Nominees should be the tried-and-true, longer-standing companies tht have been offering products and services to customers for at least two years. Nominations can come from all sectors. Areas that will be accounted for in the judging process include product line strength, customer base, customer service/support, research and development, company growth and solvency, innovation and more.

Nominated companies should be new to the IT security field, offering at least one strong product that is within two years of its initial release. Nominees can come from any IT security product/service sector and will be continuing their efforts in further product development, customer growth, and overall fiscal and employee growth.

This includes product nominations from all product sectors specifically designed to meet the requirements of small- to mid-sized businesses. The winning solution will have been a leading solution during the last year, having help to strengthen the IT security industry's continued evolution.

This includes product nominations from all product sectors specifically designed to meet the requirements of large enterprises. The winning solution will have been a leading solution during the last year, having help to strengthen the IT security industry's continued evolution.

Nominated solutions should help organizations comply with specific regulatory requirements demanded of companies in the healthcare, financial services and government markets. Solutions should help customers meet mandates noted in such legislation as HIPAA, GLBA, FISMA or in guidelines noted by the likes of the FFIEC. Nominees must be prepared to offer customer references who are engaged in or have already completed real, fully-fledged deployments, and should be ready to address specific questions posed to them during the judging process.

Programs are defined as professional industry groups offering certifications to IT security professionals wishing to receive educational experience and credits. Entrants can include organizations in the industry granting certifications for training and knowledge which they provide.

Contenders should include those who work for end-user companies only. No vendor CSOs will be considered. Nominees are the cream of the crop, having spearheaded a viable IT security program, gained the support of their company's executive leaders as well as their colleagues, and helped -- through their indefatigable efforts -- to propel the CISO/CSO position to a footing of influence within their organizations and the corporate world as a whole. Specific projects,undertakings as well as over-arching security programs to propel these various goals should be noted. Nominees should be prepared to answer further questions during the judging process, offer at least two references and be amiable to holding confidential interviews with members of the SC editorial team if warranted.

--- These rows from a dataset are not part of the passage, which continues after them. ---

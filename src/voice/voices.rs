//! Voice catalog and selection

use serde::{Deserialize, Serialize};

/// Name fragments that mark a high quality voice
const PREMIUM_MARKERS: [&str; 3] = ["Neural", "Premium", "Enhanced"];

/// Locale used when no premium voice is available
const FALLBACK_LOCALE: &str = "en-US";

/// A synthesizer voice
#[derive(Debug, Clone, PartialEq, Eq, Serialize, Deserialize)]
pub struct Voice {
    pub name: String,
    pub lang: String,
    pub is_premium: bool,
}

impl Voice {
    /// Build a voice, deriving `is_premium` from its name
    #[must_use]
    pub fn new(name: impl Into<String>, lang: impl Into<String>) -> Self {
        let name = name.into();
        let is_premium = PREMIUM_MARKERS.iter().any(|m| name.contains(m));
        Self {
            name,
            lang: lang.into(),
            is_premium,
        }
    }
}

/// Pick the voice to speak with
///
/// An explicitly preferred voice wins when it is in the list; otherwise
/// the first premium voice, then the first `en-US` voice, then the first
/// voice at all.
#[must_use]
pub fn select_voice(preferred: Option<&str>, voices: &[Voice]) -> Option<Voice> {
    if let Some(name) = preferred
        && let Some(voice) = voices.iter().find(|v| v.name == name)
    {
        return Some(voice.clone());
    }

    voices
        .iter()
        .find(|v| v.is_premium)
        .or_else(|| voices.iter().find(|v| v.lang == FALLBACK_LOCALE))
        .or_else(|| voices.first())
        .cloned()
}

Contenders should only include end-user teams who have executed and are managing exceptional security programs; who have built a strong security program from a virtually non-existent one; who have successfully established and implemented an integral and/or innovative/cutting-edge component of their security program; who have spearheaded strong awareness and training programs for their end-users, customers or partners; etc.

Programs are defined as those geared toward strengthening expertise of IT security professionals via training on secure coding, end-user awareness, and more by an outside industry expert. Entrants can include companies offering such training - which does not conclude with the winning of a particular professional certification.

Based on information culled from SC events, through research conducted by the SC editorial team for various features and news articles, and conversations with/feedback from readers, analysts and vendors, this award is given to a group, person, company or product at the discretion of the U.S. Editor-in-Chief.